Alle 17.000 Alitalia-Mitarbeiter auf Kurzarbeit

Wegen der 2,3 Mrd. Euro Schulden und wegen der wilden Streiks werden zahlreiche Flüge gestrichen. Um Air France-KLM als Partner wird schon gehandelt.

Alle 17.000 Alitalia-Mitarbeiter auf Kurzarbeit
© AP

Wegen der wilden Streiks und der Einführung der Kurzarbeit für Teil der Belegschaft hat die italienische Fluggesellschaft Alitalia am Montag über 100 Flüge streichen müssen. Allein auf dem römischen Flughafen Fiumicino wurden am Montag 70 Flüge gecancelt. Dabei kam es zu heftigen Passagierprotesten. Mehrere Ausländer, die über die Protestaktion nicht informiert waren, mussten stundenlang auf ihre Flüge warten.

Fünf der neun Alitalia-Gewerkschaften, darunter die Organisationen der Piloten und Flugbegleiter, wenden sich gegen die neuen Arbeitsverträge, die von den Übernahmeinteressenten des Investorenbündnisses CAI vorgelegt worden sind.
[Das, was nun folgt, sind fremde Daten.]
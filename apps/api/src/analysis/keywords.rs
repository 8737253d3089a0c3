//! Keyword vocabularies and metric patterns shared by the scanners, classifiers and draft.
//!
//! All keywords are lowercase. Order matters only where a list is sliced
//! (hard skills keep vocabulary order) or enumerated for tie-breaks (industries).

use once_cell::sync::Lazy;
use regex::Regex;

/// Technical skill terms. Also the hard-skill vocabulary of the optimized draft.
pub const TECH_KEYWORDS: &[&str] = &[
    "javascript",
    "typescript",
    "react",
    "node",
    "python",
    "java",
    "aws",
    "docker",
    "kubernetes",
    "sql",
    "mongodb",
    "git",
    "api",
    "agile",
    "scrum",
    "ci/cd",
    "microservices",
    "cloud",
    "linux",
    "html",
    "css",
    "angular",
    "vue",
    "graphql",
    "rest",
    "devops",
];

pub const ACTION_VERBS: &[&str] = &[
    "led",
    "developed",
    "implemented",
    "created",
    "designed",
    "managed",
    "increased",
    "reduced",
    "improved",
    "built",
    "launched",
    "delivered",
    "achieved",
    "optimized",
    "streamlined",
    "collaborated",
    "mentored",
    "analyzed",
    "executed",
    "established",
];

/// Section header terms.
pub const SECTION_KEYWORDS: &[&str] = &[
    "experience",
    "education",
    "skills",
    "summary",
    "objective",
    "projects",
    "certifications",
    "achievements",
    "awards",
];

/// Titles, leadership phrases and seniority years-of-experience phrases.
pub const SENIOR_KEYWORDS: &[&str] = &[
    "senior",
    "lead",
    "principal",
    "director",
    "manager",
    "head of",
    "vp",
    "chief",
    "led team",
    "led a team",
    "10+ years",
    "8+ years",
    "7+ years",
];

pub const MID_KEYWORDS: &[&str] = &[
    "mid",
    "3+ years",
    "4+ years",
    "5+ years",
    "6+ years",
    "intermediate",
];

/// Industries in enumeration order. Earlier entries win count ties.
pub const INDUSTRY_KEYWORDS: &[(&str, &[&str])] = &[
    (
        "Technology",
        &[
            "software",
            "developer",
            "engineer",
            "programming",
            "tech",
            "it",
            "data",
            "web",
            "mobile",
            "app",
        ],
    ),
    (
        "Finance",
        &[
            "finance",
            "banking",
            "accounting",
            "investment",
            "trading",
            "financial",
        ],
    ),
    (
        "Healthcare",
        &[
            "healthcare",
            "medical",
            "hospital",
            "clinical",
            "patient",
            "health",
        ],
    ),
    (
        "Marketing",
        &[
            "marketing",
            "advertising",
            "brand",
            "digital marketing",
            "seo",
            "social media",
        ],
    ),
    (
        "Sales",
        &[
            "sales",
            "business development",
            "account",
            "revenue",
            "client",
        ],
    ),
    (
        "Education",
        &[
            "teacher",
            "professor",
            "education",
            "academic",
            "university",
            "school",
        ],
    ),
];

pub const FALLBACK_INDUSTRY: &str = "General";

pub const SOFT_SKILLS: &[&str] = &[
    "Communication",
    "Problem Solving",
    "Team Collaboration",
    "Leadership",
];

/// Quantifiable-metric shapes: percentages, currency, counts of people or
/// projects, multipliers and magnitude words. Every pattern is case-insensitive.
pub static METRIC_PATTERNS: Lazy<Vec<Regex>> = Lazy::new(|| {
    vec![
        Regex::new(r"(?i)[0-9]+%").unwrap(),
        Regex::new(r"(?i)\$[0-9]+").unwrap(),
        Regex::new(r"(?i)[0-9]+\s*(users|customers|clients|projects|teams|people)").unwrap(),
        Regex::new(r"(?i)[0-9]+x").unwrap(),
        Regex::new(r"(?i)[0-9]+\s*(million|thousand|k|m)").unwrap(),
    ]
});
Angeführt wird der Protest von einer radikalen Minderheit der Alitalia-Mitarbeiter, die seit einer Woche den Dienst arbeitswilliger Kollegen behindern.

Auf Kurzarbeit gestelllt
Die rund 17.000 Mitarbeiter der Alitalia sind auf Kurzarbeit gesetzt worden, berichtete der Insolvenzverwalter der Fluggesellschaft, Augusto Fantozzi, nach Medienangaben vom Montag. Die Alitalia-Belegschaft wurde schichtweise auf Kurzarbeit gestellt, da die Alitalia wegen ihrer finanziellen Probleme Dutzende von Flugverbindungen streichen musste.

Die Investorengruppe CAI, die von der EU die Genehmigung für die Übernahme der "alten" Alitalia erhalten hat, startet zugleich mit der Anstellung des Personals für die neue Fluggesellschaft, die aus der Fusion mit der privaten Airline Air One entstehen soll. Die neue Alitalia soll am 1. Dezember aus der Taufe gehoben werden. Über 12.000 Mitarbeiter soll die neue Fluggesellschaft beschäftigen. Der CAI-Plan sieht die Streichung von über 3.250 Jobs vor. Die Regierung in Rom hat den von der Kündigung bedrohten Beschäftigten bereits Entschädigungszahlungen für die kommenden sieben Jahre zugesichert.

Die Gläubiger der Alitalia drängen inzwischen auf die Rückzahlung ihres Geldes. Die Schulden der Alitalia betragen 2,3 Mrd. Euro, teilte Insolvenzverwalter Fantozzi mit.

Air France-KLM als aussichtsreichster Partner
Inzwischen verhandelt die Investorengruppe CAI, die der Regierung Berlusconi einen Plan zur Alitalia-Übernahme eingereicht hat, weiterhin um einen ausländischen Partner. Als aussichtsreichster Kandidat gilt die Gruppe Air France-KLM. Die Franzosen sollen Indiskretionen zufolge eine 25-prozentige Beteiligung an der "neuen" Alitalia übernehmen, die aus der Fusion der bankrotten Airline mit der privaten italienischen Fluggesellschaft Air One entstehen soll. Eine Einigung könnte bereits in den nächsten Tagen erzielt werden.